• _Task item_: Copy each line of the data below in which the word "exits" can be found.

• _Data for review_:
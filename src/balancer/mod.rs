//! Load balanced request/reply worker pools.
//!
//! - `manager`: starts the broker process and sends it STOP
//! - `broker`: the broker process and its worker pool
//! - `lru`: the idle/busy queue the broker routes with

pub mod broker;
pub mod lru;
pub mod manager;

pub use broker::{BalancedWorkerSpec, BrokerPorts, BrokerTimeouts, LoadBalancer};
pub use lru::LruQueue;
pub use manager::{LoadBalancerManager, RequestSender};
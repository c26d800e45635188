//! A single long-lived worker fed over PUSH/PULL.

use super::pull::PullPipelineManager;
use super::sink::{SinkDecoder, SinkEndpoint, SinkEvent};
use crate::config::{PipelineConfig, WorkerLogging};
use crate::error::Result;
use crate::ipc::protocol::{self, Command, Content, DAEMON_WORKER_ID, WorkerId, encode_payload};
use crate::ipc::socket::{self, SendOutcome};
use crate::process::{WorkerCommand, WorkerLauncher, WorkerProgram};
use crossbeam_channel::Sender;
use serde::Serialize;

/// Command line of a daemon: `--receive <port> --send <port>`.
pub struct DaemonLauncher {
    name: String,
    program: WorkerProgram,
    receive_port: u16,
    send_port: u16,
    logging: WorkerLogging,
}

impl WorkerLauncher for DaemonLauncher {
    fn process_name(&self) -> &str {
        &self.name
    }

    fn command_line(&self, _worker_id: WorkerId) -> WorkerCommand {
        let command = self
            .program
            .command()
            .opt("--receive", self.receive_port)
            .opt("--send", self.send_port);
        self.logging.append_to(command)
    }
}

/// Manager of one persistent daemon worker.
pub struct PushPullDaemonManager {
    pipeline: PullPipelineManager<DaemonLauncher>,
    ventilator: zmq::Socket,
    started: bool,
    _context: zmq::Context,
}

impl PushPullDaemonManager {
    /// Bind the sockets and start the sink. The daemon itself is spawned by
    /// [`start`](Self::start).
    pub fn new<D: SinkDecoder>(
        name: &str,
        program: WorkerProgram,
        config: &PipelineConfig,
        decoder: D,
        events: Sender<SinkEvent<D::Output>>,
    ) -> Result<Self> {
        let context = zmq::Context::new();
        let endpoint = SinkEndpoint::bind(&context)?;
        let (ventilator, receive_port) = socket::bind_socket(&context, zmq::PUSH)?;
        let launcher = DaemonLauncher {
            name: name.to_string(),
            program,
            receive_port,
            send_port: endpoint.port(),
            logging: config.logging,
        };
        let pipeline = PullPipelineManager::start(
            endpoint,
            launcher,
            config.terminate_timeout,
            decoder,
            events,
        )?;
        Ok(Self {
            pipeline,
            ventilator,
            started: false,
            _context: context,
        })
    }

    /// Spawn the daemon. Only the first call has any effect.
    pub fn start(&mut self) {
        if self.started {
            return;
        }
        self.started = true;
        self.pipeline.processes().add_worker(DAEMON_WORKER_ID);
    }

    /// Tell the daemon to begin work.
    pub fn send_start(&self) -> Result<()> {
        self.ventilator
            .send_multipart(protocol::unaddressed(Content::Command(Command::Start)), 0)?;
        Ok(())
    }

    /// Push one unit of work to the daemon.
    pub fn send_message_to_worker<T: Serialize + ?Sized>(&self, data: &T) -> Result<()> {
        let payload = encode_payload(data)?;
        self.ventilator
            .send_multipart(protocol::unaddressed(Content::Data(payload)), 0)?;
        Ok(())
    }

    /// Stop the daemon, or the sink directly if the daemon cannot be told.
    pub fn stop(&mut self) -> Result<()> {
        self.pipeline.set_terminating();
        if !self.pipeline.remove_exited_workers().contains(&DAEMON_WORKER_ID) {
            tracing::debug!(
                process = self.pipeline.processes().process_name(),
                "Daemon is not running, terminating sink"
            );
            self.pipeline.terminate_sink()?;
            return Ok(());
        }
        let frames = protocol::unaddressed(Content::Command(Command::Stop));
        if socket::try_send_multipart(&self.ventilator, frames)? == SendOutcome::WouldBlock {
            tracing::debug!(
                process = self.pipeline.processes().process_name(),
                "Daemon unreachable, terminating sink"
            );
            self.pipeline.terminate_sink()?;
        }
        Ok(())
    }

    pub fn pipeline(&self) -> &PullPipelineManager<DaemonLauncher> {
        &self.pipeline
    }

    pub fn pipeline_mut(&mut self) -> &mut PullPipelineManager<DaemonLauncher> {
        &mut self.pipeline
    }

    /// Block until the sink thread exits.
    pub fn join_sink(&mut self) -> Result<()> {
        self.pipeline.join_sink()
    }
}

#[cfg(test)]
mod tests {
    use super::*;
    use crate::pipeline::sink::JsonDecoder;
    use crossbeam_channel::unbounded;
    use std::time::Duration;

    fn crashing_daemon() -> WorkerProgram {
        // The launcher's arguments land in the positional parameters of `sh -c`.
        WorkerProgram::new("sh").with_args(["-c", "exit 3"])
    }

    #[test]
    fn test_launcher_command_line() {
        let launcher = DaemonLauncher {
            name: "Stat".into(),
            program: WorkerProgram::new("/bin/workerpipe").with_args(["internal", "stat-daemon"]),
            receive_port: 4001,
            send_port: 4002,
            logging: WorkerLogging {
                log_port: None,
                verbosity: 1,
            },
        };
        assert_eq!(
            launcher.command_line(DAEMON_WORKER_ID).display(),
            "/bin/workerpipe internal stat-daemon --receive 4001 --send 4002 --log-level 1"
        );
    }

    #[test]
    fn test_stop_after_daemon_crashed() {
        let (tx, rx) = unbounded::<SinkEvent<String>>();
        let mut manager = PushPullDaemonManager::new(
            "Crash",
            crashing_daemon(),
            &PipelineConfig::default(),
            JsonDecoder::new(),
            tx,
        )
        .unwrap();
        manager.start();
        assert!(
            manager
                .pipeline()
                .processes()
                .wait_for_exit(&[DAEMON_WORKER_ID], Duration::from_secs(5))
        );

        manager.stop().unwrap();
        manager.join_sink().unwrap();
        assert!(rx.try_recv().is_err());

        // A second stop does not send another KILL.
        manager.stop().unwrap();
        assert!(!manager.pipeline_mut().terminate_sink().unwrap());
    }

    #[test]
    fn test_stop_without_start() {
        let (tx, _rx) = unbounded::<SinkEvent<String>>();
        let mut manager = PushPullDaemonManager::new(
            "Idle",
            crashing_daemon(),
            &PipelineConfig::default(),
            JsonDecoder::new(),
            tx,
        )
        .unwrap();
        manager.stop().unwrap();
        manager.join_sink().unwrap();
        assert!(manager.pipeline().sink_finished());
    }
}
//! Runtime of a load balanced worker.

use super::ResultSender;
use crate::error::{PipeError, Result};
use crate::ipc::protocol::{self, Command, Content, WorkerId, decode_payload};
use crate::ipc::socket;
use serde::de::DeserializeOwned;

/// Ports and identity a balanced worker receives on its command line.
#[derive(Debug, Clone, Copy, PartialEq, Eq)]
pub struct BalancedPorts {
    /// The broker's backend.
    pub request: u16,
    /// The sink results go to.
    pub send: u16,
    pub worker_id: WorkerId,
}

/// Work done for each request routed to this worker.
pub trait BalancedJob {
    /// Prefix of the worker's transport identity.
    const WORKER_TYPE: &'static str;

    type Request: DeserializeOwned;

    fn handle(&mut self, results: &ResultSender, request: Self::Request) -> Result<()>;

    /// Release resources before the worker exits.
    fn cleanup_pre_stop(&mut self) {}
}

/// Announce READY, then serve one request at a time until STOP.
pub fn run_balanced_worker<J: BalancedJob>(ports: BalancedPorts, job: &mut J) -> Result<()> {
    let context = zmq::Context::new();
    let requester = socket::new_socket(&context, zmq::REQ)?;
    requester.set_identity(&protocol::create_identity(J::WORKER_TYPE, ports.worker_id))?;
    requester.connect(&socket::endpoint(ports.request))?;
    let results = ResultSender::connect(&context, ports.send, ports.worker_id)?;
    serve(&requester, &results, job)
}

fn serve<J: BalancedJob>(
    requester: &zmq::Socket,
    results: &ResultSender,
    job: &mut J,
) -> Result<()> {
    requester.send(Command::Ready.as_bytes(), 0)?;
    loop {
        let frames = socket::recv_multipart(requester)?;
        match protocol::parse_unaddressed(frames)? {
            Content::Command(Command::Stop) => {
                tracing::debug!(worker_id = %results.worker_id(), "Worker stopping");
                job.cleanup_pre_stop();
                requester.send(Command::Stopped.as_bytes(), 0)?;
                return Ok(());
            }
            Content::Data(payload) => {
                match decode_payload::<J::Request>(&payload) {
                    Ok(request) => {
                        if let Err(e) = job.handle(results, request) {
                            tracing::error!(worker_id = %results.worker_id(), error = %e, "Request failed");
                        }
                    }
                    Err(e) => tracing::warn!(error = %e, "Dropping undecodable request"),
                }
                requester.send(Command::Ready.as_bytes(), 0)?;
            }
            Content::Command(other) => {
                return Err(PipeError::Protocol(format!(
                    "unexpected {} sent to balanced worker",
                    other
                )));
            }
        }
    }
}
//! Messaging primitives shared by managers and workers.

pub mod protocol;
pub mod socket;

pub use protocol::{Command, Content, DAEMON_WORKER_ID, Envelope, WorkerId};
pub use socket::SendOutcome;
//! Runtime of a push/pull daemon worker.

use super::ResultSender;
use crate::error::{PipeError, Result};
use crate::ipc::protocol::{self, Command, Content, DAEMON_WORKER_ID, decode_payload};
use crate::ipc::socket;
use serde::de::DeserializeOwned;

/// Ports a daemon receives on its command line.
#[derive(Debug, Clone, Copy, PartialEq, Eq)]
pub struct DaemonPorts {
    pub receive: u16,
    pub send: u16,
}

/// Work done by a daemon for each message it is pushed.
pub trait DaemonJob {
    type Request: DeserializeOwned;

    fn handle(&mut self, results: &ResultSender, request: Self::Request) -> Result<()>;

    /// Release resources before the daemon exits.
    fn cleanup_pre_stop(&mut self) {}
}

/// Serve requests until STOP.
pub fn run_daemon_worker<J: DaemonJob>(ports: DaemonPorts, job: &mut J) -> Result<()> {
    let context = zmq::Context::new();
    let receiver = socket::connect_socket(&context, zmq::PULL, ports.receive)?;
    let results = ResultSender::connect(&context, ports.send, DAEMON_WORKER_ID)?;
    serve(&receiver, &results, job)
}

fn serve<J: DaemonJob>(receiver: &zmq::Socket, results: &ResultSender, job: &mut J) -> Result<()> {
    loop {
        let frames = socket::recv_multipart(receiver)?;
        match protocol::parse_unaddressed(frames)? {
            Content::Command(Command::Start) => {
                tracing::debug!("Daemon started");
            }
            Content::Command(Command::Stop) => {
                tracing::debug!("Daemon stopping");
                job.cleanup_pre_stop();
                return results.send_command(Command::Stopped);
            }
            Content::Data(payload) => match decode_payload::<J::Request>(&payload) {
                Ok(request) => {
                    if let Err(e) = job.handle(results, request) {
                        tracing::error!(error = %e, "Request failed");
                    }
                }
                Err(e) => tracing::warn!(error = %e, "Dropping undecodable request"),
            },
            Content::Command(other) => {
                return Err(PipeError::Protocol(format!(
                    "unexpected {} sent to daemon",
                    other
                )));
            }
        }
    }
}

#[cfg(test)]
mod tests {
    use super::*;
    use crate::ipc::protocol::{WorkerId, encode_payload};

    #[derive(Default)]
    struct Doubler {
        cleaned_up: bool,
    }

    impl DaemonJob for Doubler {
        type Request = u32;

        fn handle(&mut self, results: &ResultSender, request: u32) -> Result<()> {
            results.send_data(&(request * 2))
        }

        fn cleanup_pre_stop(&mut self) {
            self.cleaned_up = true;
        }
    }

    #[test]
    fn test_serve_until_stop() {
        let context = zmq::Context::new();
        let (ventilator, receive_port) = socket::bind_socket(&context, zmq::PUSH).unwrap();
        let (sink, sink_port) = socket::bind_socket(&context, zmq::PULL).unwrap();
        let receiver = socket::connect_socket(&context, zmq::PULL, receive_port).unwrap();
        let results = ResultSender::connect(&context, sink_port, DAEMON_WORKER_ID).unwrap();

        for content in [
            Content::Command(Command::Start),
            Content::Data(encode_payload(&21u32).unwrap()),
            Content::Data(b"not json".to_vec()),
            Content::Command(Command::Stop),
        ] {
            ventilator
                .send_multipart(protocol::unaddressed(content), 0)
                .unwrap();
        }

        let mut job = Doubler::default();
        serve(&receiver, &results, &mut job).unwrap();
        assert!(job.cleaned_up);

        let first = protocol::parse_addressed(socket::recv_multipart(&sink).unwrap()).unwrap();
        assert_eq!(first.worker_id, WorkerId::new(0));
        assert_eq!(first.content, Content::Data(b"42".to_vec()));
        let last = protocol::parse_addressed(socket::recv_multipart(&sink).unwrap()).unwrap();
        assert_eq!(last.content, Content::Command(Command::Stopped));
    }
}
//! Normalization of the raw punch sheet into the fixed day grid.
//!
//! The attendance device exports one sheet per month: a banner of
//! metadata rows, then a three-row block per staff member where only the
//! first row holds punch text. Columns are positional; their labels in
//! the export are noise.

use polars::prelude::*;

use crate::error::Result;
use crate::schema::{day_label, DAY_COLUMN_COUNT, METADATA_ROWS, STAFF_ROW_STRIDE};

const ROW_ORDINAL: &str = "row_ordinal";

/// Keeps only the rows of the raw sheet that carry punch text.
///
/// Rows are numbered from 1; the metadata banner is dropped and every
/// third remaining row is kept, starting with the first. Short sheets
/// produce an empty frame rather than an error.
pub fn select_staff_rows(sheet: &DataFrame) -> Result<DataFrame> {
    let first_staff_row = (METADATA_ROWS + 1) as i64;
    let ordinal = col(ROW_ORDINAL).cast(DataType::Int64);

    let selected = sheet
        .clone()
        .lazy()
        .with_row_index(ROW_ORDINAL, Some(1))
        .filter(
            ordinal
                .clone()
                .gt_eq(lit(first_staff_row))
                .and(((ordinal - lit(first_staff_row)) % lit(STAFF_ROW_STRIDE as i64)).eq(lit(0))),
        )
        .drop([ROW_ORDINAL])
        .collect()?;

    Ok(selected)
}

/// Forces the staff rows into the `DAY1..DAY32` shape.
///
/// Columns are renamed by position, never by label: the first becomes
/// `DAY1`, the second `DAY2`, and anything beyond the 32nd is dropped.
/// Days the source sheet never had are padded with empty strings. A
/// column whose every cell is null carried nothing from the device and
/// is removed; padded columns hold empty strings, not nulls, so they
/// always survive. Running this on an already normalized grid changes
/// nothing.
pub fn normalize_day_columns(rows: &DataFrame) -> Result<DataFrame> {
    let height = rows.height();

    let mut columns: Vec<Column> = rows
        .get_columns()
        .iter()
        .take(DAY_COLUMN_COUNT)
        .enumerate()
        .map(|(idx, column)| {
            column
                .as_materialized_series()
                .clone()
                .with_name(day_label(idx + 1).into())
                .into()
        })
        .collect();

    for ordinal in columns.len() + 1..=DAY_COLUMN_COUNT {
        columns.push(Series::new(day_label(ordinal).into(), vec![""; height]).into());
    }

    if height > 0 {
        columns.retain(|column| column.null_count() < height);
    }

    Ok(DataFrame::new(columns)?)
}

/// Full normalization pass: row selection, then column shaping.
pub fn normalize_punch_grid(sheet: &DataFrame) -> Result<DataFrame> {
    let rows = select_staff_rows(sheet)?;
    normalize_day_columns(&rows)
}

• _Task output_:
    /// Block until the sink thread exits.
    /// Release resources before the worker exits.
    /// Release resources before the daemon exits.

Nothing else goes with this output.